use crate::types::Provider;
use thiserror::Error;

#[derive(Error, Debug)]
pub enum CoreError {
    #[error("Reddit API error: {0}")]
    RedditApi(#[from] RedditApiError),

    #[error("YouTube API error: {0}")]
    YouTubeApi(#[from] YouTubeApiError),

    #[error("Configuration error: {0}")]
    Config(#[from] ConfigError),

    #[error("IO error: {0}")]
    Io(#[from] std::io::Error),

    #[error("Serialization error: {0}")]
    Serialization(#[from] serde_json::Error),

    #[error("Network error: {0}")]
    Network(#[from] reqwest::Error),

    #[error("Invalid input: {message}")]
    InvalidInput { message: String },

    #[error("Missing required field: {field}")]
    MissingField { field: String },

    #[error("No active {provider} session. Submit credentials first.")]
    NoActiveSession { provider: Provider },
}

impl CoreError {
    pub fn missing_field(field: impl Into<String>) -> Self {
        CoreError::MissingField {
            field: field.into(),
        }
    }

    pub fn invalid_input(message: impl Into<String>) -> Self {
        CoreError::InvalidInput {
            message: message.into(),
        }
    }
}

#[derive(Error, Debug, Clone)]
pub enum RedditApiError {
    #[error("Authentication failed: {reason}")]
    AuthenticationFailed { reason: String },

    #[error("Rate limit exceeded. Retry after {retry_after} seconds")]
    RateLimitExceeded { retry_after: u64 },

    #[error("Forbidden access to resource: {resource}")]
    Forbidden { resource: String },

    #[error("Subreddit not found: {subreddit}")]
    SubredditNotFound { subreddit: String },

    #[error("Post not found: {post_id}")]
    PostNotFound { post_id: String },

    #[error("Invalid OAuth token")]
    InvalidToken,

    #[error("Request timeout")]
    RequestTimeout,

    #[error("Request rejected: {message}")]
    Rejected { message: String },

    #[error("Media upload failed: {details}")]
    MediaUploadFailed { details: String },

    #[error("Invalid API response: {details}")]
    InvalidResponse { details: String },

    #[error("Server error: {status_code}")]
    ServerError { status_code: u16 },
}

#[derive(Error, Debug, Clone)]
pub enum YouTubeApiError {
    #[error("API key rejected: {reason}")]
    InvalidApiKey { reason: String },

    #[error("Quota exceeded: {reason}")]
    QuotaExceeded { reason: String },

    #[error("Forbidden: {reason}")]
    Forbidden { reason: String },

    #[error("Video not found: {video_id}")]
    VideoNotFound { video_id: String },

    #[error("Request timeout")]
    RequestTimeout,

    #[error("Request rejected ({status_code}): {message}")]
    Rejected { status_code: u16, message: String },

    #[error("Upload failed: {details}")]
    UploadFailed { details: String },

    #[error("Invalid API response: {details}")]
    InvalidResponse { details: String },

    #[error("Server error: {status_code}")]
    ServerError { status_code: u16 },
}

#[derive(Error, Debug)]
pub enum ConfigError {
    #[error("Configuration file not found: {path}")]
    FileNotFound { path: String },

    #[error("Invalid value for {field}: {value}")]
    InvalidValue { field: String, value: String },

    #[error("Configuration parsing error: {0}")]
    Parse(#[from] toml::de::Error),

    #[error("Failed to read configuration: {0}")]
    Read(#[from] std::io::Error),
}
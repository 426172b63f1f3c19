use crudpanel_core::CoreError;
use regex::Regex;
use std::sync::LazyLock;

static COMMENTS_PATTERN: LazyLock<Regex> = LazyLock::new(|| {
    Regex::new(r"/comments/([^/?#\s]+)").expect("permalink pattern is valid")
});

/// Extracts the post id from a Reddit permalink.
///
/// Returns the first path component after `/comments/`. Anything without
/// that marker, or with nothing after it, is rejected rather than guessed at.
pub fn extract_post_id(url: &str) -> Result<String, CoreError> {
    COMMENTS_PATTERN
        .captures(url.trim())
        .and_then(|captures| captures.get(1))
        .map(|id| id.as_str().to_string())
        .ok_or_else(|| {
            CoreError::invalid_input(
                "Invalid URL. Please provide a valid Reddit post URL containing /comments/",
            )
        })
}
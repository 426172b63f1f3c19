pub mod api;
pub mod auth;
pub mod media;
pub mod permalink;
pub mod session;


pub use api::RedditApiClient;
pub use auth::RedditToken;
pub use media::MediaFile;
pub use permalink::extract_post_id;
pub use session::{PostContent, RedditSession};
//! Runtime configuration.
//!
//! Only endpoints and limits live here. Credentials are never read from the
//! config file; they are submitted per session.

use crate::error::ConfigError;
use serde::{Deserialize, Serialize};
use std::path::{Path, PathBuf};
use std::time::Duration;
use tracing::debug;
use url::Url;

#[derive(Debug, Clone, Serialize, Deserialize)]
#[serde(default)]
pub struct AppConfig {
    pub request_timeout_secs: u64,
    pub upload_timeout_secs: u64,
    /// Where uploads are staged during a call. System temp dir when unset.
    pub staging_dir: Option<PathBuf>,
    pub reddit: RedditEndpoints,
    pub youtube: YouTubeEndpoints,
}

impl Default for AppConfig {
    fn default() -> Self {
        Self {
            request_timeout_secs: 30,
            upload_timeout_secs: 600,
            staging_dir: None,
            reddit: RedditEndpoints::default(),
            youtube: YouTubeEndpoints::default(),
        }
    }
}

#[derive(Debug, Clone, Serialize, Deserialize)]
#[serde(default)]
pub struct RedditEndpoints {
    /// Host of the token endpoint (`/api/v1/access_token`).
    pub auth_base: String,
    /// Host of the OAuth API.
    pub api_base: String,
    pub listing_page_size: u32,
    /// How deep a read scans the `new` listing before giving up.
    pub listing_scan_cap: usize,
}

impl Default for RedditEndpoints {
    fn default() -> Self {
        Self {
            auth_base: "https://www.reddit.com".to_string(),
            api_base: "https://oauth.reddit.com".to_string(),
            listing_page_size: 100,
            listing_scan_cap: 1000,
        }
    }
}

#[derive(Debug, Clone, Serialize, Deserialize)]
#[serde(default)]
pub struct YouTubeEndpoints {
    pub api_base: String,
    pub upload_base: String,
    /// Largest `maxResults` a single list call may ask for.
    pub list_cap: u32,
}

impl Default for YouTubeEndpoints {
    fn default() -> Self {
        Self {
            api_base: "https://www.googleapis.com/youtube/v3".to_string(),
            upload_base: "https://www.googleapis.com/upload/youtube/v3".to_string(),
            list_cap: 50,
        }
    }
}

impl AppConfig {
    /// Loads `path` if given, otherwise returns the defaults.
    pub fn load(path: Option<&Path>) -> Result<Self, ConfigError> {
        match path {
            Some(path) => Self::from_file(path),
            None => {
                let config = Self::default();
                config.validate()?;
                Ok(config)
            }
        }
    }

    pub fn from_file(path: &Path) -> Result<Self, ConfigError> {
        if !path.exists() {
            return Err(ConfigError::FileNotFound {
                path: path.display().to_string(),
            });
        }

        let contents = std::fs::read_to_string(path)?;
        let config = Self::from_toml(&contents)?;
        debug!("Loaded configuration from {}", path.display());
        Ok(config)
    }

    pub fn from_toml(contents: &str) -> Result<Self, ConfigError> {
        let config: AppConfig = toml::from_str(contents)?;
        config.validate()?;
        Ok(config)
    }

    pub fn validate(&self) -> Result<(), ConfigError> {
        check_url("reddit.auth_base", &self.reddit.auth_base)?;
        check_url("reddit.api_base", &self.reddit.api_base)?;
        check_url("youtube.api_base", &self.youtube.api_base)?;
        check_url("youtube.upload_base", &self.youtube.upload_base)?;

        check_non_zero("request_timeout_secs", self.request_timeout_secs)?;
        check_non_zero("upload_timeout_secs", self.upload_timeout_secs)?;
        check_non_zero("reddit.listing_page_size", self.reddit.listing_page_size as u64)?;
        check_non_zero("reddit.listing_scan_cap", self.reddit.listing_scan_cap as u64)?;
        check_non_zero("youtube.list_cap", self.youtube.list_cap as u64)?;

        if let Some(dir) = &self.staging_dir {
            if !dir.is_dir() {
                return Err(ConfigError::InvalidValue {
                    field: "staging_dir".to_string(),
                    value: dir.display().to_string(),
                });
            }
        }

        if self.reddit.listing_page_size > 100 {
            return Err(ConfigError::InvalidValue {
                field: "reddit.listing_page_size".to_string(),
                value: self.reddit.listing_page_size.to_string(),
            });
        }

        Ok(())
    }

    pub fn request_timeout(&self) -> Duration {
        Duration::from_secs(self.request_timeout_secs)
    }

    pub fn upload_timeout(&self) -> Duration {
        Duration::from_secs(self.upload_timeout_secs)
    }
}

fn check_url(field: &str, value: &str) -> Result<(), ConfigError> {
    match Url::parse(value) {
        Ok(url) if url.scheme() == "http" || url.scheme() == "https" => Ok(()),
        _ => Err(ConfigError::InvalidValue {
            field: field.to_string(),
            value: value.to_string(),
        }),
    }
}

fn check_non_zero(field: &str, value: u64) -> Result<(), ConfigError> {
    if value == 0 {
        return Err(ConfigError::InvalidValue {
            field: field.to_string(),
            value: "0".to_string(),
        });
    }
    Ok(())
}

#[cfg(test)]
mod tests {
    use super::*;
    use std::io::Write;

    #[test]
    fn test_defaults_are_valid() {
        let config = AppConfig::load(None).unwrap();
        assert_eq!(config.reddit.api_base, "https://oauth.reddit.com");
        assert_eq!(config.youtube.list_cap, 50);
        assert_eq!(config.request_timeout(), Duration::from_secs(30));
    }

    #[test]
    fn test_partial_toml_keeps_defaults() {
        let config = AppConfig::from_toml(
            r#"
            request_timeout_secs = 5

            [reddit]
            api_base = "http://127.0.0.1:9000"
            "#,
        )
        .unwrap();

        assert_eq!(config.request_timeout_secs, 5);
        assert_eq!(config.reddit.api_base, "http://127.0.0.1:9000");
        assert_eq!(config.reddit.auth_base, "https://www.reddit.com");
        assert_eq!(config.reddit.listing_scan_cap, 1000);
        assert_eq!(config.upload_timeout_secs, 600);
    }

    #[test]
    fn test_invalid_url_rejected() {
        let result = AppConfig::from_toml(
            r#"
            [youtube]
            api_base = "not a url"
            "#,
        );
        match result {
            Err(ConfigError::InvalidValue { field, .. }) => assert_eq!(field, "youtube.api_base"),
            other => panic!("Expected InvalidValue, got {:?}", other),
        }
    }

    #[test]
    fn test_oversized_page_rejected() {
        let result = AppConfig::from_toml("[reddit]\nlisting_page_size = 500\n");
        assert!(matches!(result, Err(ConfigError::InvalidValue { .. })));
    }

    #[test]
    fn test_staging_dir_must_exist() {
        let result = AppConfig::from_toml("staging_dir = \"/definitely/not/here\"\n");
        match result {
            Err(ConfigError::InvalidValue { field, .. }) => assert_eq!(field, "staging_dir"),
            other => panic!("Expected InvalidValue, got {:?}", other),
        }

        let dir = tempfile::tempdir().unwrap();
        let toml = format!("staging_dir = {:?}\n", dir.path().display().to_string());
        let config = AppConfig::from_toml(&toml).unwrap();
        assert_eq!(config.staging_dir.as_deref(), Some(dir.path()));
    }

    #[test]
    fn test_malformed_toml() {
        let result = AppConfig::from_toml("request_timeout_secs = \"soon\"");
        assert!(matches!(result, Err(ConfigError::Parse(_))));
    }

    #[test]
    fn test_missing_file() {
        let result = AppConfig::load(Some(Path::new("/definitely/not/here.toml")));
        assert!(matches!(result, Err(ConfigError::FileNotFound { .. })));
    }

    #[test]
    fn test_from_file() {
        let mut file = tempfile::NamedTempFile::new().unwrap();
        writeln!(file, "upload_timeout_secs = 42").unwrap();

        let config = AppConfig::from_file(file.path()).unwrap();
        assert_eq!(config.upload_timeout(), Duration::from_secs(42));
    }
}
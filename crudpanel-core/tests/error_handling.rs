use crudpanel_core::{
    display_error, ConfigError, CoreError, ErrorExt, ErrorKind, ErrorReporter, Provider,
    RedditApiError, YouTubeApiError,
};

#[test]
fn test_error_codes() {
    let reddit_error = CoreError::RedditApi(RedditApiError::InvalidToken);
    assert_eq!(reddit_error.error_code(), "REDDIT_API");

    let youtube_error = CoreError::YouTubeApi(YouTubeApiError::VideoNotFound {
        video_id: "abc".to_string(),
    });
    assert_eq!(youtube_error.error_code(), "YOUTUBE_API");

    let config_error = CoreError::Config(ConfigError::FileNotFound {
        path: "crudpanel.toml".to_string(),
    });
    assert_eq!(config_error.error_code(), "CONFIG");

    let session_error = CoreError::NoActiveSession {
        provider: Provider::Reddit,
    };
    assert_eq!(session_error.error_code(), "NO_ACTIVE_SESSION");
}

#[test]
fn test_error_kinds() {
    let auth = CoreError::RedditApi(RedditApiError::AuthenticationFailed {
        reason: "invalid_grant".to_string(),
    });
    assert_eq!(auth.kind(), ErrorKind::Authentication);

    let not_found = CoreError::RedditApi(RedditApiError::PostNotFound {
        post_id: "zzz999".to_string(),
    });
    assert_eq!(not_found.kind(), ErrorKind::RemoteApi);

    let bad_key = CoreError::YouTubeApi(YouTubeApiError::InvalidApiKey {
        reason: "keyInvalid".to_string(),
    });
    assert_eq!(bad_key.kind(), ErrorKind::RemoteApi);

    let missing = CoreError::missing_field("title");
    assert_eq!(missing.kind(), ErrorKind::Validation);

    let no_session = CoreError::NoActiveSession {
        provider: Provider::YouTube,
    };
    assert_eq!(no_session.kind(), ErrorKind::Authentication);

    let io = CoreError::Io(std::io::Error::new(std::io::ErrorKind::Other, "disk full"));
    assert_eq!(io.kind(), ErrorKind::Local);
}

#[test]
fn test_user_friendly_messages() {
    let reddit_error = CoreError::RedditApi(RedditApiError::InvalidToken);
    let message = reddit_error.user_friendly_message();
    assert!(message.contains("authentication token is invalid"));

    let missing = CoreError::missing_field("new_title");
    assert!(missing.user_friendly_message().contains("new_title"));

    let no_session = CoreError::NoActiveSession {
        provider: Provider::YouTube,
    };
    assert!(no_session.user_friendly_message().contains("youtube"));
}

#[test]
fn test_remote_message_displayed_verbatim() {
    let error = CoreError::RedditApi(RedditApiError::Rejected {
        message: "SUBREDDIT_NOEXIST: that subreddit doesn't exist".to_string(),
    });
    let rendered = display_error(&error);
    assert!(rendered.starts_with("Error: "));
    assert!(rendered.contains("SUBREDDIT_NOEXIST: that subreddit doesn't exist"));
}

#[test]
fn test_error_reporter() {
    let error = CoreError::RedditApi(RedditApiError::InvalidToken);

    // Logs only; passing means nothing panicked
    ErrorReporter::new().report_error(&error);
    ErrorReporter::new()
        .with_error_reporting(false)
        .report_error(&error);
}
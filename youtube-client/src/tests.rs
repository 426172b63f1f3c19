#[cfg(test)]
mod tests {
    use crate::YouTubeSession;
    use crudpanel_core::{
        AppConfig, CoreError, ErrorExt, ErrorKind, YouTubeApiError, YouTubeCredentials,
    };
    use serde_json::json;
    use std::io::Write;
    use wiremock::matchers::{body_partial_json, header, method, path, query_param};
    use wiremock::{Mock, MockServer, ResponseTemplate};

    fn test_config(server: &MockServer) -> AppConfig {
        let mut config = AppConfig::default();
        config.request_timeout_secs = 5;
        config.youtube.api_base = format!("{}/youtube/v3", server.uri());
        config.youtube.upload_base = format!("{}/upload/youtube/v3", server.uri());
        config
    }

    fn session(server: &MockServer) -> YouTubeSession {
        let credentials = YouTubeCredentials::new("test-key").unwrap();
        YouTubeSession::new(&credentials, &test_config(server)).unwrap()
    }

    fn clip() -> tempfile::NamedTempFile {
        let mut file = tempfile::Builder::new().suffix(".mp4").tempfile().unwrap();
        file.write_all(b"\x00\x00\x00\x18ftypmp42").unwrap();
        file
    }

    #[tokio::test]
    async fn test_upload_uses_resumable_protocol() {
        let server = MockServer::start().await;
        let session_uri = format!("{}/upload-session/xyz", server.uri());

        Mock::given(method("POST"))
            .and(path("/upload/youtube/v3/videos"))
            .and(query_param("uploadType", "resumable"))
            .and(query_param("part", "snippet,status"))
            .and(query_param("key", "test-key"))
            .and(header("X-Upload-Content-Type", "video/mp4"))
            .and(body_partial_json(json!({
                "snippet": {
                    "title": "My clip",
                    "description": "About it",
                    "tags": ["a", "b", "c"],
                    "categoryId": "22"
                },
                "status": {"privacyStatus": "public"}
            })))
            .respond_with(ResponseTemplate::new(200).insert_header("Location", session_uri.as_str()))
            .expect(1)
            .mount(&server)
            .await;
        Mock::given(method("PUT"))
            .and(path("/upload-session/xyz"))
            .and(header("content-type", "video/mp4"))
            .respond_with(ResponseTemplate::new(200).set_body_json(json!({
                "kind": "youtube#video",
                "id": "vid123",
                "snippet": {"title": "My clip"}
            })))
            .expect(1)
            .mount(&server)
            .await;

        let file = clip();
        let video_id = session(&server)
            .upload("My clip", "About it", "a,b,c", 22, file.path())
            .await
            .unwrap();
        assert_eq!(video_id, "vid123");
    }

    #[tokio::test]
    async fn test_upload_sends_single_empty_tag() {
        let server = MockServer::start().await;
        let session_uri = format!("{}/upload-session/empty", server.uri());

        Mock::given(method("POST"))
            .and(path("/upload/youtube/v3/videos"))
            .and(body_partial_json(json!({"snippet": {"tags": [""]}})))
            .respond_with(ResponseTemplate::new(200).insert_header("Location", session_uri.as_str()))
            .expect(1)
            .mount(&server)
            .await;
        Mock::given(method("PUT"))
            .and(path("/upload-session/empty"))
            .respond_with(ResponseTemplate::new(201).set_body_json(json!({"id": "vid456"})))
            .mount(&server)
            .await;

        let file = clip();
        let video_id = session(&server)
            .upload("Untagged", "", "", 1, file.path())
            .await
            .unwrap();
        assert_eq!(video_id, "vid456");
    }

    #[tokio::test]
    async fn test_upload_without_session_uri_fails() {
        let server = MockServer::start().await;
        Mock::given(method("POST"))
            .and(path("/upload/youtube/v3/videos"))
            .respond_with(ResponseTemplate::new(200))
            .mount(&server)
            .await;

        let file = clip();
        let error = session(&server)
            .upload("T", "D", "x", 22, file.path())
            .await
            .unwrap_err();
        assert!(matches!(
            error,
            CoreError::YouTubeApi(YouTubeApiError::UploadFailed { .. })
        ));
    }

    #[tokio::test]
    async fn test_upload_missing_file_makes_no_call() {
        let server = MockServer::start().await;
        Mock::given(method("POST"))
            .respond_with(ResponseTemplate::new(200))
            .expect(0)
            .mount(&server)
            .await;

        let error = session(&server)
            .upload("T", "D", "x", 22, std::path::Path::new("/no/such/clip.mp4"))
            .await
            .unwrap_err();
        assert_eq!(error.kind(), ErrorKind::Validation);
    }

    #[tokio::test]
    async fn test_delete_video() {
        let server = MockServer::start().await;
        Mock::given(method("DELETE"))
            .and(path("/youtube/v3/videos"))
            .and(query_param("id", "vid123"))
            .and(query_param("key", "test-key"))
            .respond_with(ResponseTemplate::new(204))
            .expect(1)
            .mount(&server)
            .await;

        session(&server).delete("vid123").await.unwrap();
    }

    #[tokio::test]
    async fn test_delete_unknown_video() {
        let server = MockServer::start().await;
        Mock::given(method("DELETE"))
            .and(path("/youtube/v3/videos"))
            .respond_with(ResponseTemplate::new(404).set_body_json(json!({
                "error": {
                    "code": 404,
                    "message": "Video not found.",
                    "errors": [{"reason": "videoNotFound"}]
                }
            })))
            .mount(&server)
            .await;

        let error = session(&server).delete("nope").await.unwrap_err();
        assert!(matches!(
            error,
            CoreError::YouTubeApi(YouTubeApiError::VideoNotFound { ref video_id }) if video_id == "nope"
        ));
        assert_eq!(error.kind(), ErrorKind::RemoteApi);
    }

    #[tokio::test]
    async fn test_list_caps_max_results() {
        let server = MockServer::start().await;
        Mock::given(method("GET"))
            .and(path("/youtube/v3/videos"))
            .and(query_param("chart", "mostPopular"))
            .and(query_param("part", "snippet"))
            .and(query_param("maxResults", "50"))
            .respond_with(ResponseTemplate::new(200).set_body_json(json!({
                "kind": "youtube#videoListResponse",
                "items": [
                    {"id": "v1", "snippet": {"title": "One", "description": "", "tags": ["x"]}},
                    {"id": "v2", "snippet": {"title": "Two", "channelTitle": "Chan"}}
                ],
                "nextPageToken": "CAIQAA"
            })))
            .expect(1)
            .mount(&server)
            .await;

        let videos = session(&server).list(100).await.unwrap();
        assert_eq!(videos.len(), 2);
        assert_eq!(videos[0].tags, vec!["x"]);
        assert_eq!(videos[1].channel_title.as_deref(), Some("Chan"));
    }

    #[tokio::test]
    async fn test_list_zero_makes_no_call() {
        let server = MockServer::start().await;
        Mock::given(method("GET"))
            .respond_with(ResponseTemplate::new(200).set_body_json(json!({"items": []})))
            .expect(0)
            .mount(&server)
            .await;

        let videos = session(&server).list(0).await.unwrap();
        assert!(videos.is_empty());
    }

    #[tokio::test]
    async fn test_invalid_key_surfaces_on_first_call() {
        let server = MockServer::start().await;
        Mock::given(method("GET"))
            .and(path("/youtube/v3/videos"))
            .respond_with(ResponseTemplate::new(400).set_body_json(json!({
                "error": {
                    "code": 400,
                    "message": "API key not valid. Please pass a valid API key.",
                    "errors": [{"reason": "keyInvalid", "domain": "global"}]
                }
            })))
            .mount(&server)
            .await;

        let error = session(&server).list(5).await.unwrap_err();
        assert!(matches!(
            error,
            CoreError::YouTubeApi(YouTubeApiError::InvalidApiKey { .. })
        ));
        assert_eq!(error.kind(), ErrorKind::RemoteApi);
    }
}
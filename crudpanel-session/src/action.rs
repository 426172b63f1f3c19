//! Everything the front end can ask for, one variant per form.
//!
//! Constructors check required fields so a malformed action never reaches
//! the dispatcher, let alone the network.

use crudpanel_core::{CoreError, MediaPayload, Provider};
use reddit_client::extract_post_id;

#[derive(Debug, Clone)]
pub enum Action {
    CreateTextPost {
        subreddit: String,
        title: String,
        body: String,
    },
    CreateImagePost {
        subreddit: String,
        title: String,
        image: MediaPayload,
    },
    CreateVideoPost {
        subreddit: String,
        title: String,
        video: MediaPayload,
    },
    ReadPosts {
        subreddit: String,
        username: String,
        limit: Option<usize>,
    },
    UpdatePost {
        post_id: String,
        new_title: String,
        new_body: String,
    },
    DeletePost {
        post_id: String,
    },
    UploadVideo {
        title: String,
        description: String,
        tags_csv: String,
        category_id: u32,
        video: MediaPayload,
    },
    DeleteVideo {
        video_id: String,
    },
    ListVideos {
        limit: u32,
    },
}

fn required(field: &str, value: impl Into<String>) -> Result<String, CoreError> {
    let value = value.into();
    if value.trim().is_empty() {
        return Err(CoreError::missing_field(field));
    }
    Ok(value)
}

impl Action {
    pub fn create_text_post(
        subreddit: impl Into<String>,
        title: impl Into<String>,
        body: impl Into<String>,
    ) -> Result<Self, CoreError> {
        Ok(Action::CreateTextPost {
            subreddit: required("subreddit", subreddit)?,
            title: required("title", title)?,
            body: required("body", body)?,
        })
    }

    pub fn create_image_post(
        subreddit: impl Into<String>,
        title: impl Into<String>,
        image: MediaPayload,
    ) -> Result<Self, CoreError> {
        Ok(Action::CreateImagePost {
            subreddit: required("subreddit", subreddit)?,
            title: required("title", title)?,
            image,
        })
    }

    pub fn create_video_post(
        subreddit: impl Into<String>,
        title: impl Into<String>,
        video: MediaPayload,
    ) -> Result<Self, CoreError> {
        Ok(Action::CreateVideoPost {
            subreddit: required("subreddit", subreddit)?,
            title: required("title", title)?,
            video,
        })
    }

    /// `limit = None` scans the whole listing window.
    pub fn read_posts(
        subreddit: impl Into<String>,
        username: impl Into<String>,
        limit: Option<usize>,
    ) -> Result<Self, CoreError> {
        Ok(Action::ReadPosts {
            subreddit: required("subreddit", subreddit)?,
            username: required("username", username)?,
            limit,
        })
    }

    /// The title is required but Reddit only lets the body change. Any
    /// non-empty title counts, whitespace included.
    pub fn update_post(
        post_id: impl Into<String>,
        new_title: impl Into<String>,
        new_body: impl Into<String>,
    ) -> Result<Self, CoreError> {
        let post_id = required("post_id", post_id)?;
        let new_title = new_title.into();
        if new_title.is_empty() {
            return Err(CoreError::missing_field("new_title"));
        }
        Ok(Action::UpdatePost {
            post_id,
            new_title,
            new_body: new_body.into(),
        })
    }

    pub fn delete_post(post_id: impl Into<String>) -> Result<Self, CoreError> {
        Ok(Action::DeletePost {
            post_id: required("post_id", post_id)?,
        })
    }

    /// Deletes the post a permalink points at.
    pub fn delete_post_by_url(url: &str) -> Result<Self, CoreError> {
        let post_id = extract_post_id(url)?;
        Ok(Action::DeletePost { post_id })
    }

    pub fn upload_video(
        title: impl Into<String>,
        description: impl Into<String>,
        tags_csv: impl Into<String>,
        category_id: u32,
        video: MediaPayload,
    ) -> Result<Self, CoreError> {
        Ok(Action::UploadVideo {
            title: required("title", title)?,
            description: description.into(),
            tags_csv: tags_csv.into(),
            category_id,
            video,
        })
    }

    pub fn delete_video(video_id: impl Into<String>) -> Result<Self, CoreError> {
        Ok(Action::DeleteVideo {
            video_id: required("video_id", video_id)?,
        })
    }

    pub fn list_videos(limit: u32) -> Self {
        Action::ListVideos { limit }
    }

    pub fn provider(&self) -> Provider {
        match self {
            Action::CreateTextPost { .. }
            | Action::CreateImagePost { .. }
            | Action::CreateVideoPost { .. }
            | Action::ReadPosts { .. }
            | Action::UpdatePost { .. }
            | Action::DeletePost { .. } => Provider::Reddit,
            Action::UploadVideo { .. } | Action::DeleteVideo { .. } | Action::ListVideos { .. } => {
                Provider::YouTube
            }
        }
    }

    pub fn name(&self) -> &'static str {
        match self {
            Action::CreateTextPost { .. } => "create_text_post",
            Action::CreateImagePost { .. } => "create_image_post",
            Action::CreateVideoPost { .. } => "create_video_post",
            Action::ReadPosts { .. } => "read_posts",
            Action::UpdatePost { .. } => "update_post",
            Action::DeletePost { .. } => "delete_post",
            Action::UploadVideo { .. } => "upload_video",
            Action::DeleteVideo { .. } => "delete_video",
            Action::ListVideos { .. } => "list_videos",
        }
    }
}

################

Anywhere the listing shows the word "NamedTempFile", copy the full line.

        let mut file = tempfile::NamedTempFile::new().unwrap();
    fn clip() -> tempfile::NamedTempFile {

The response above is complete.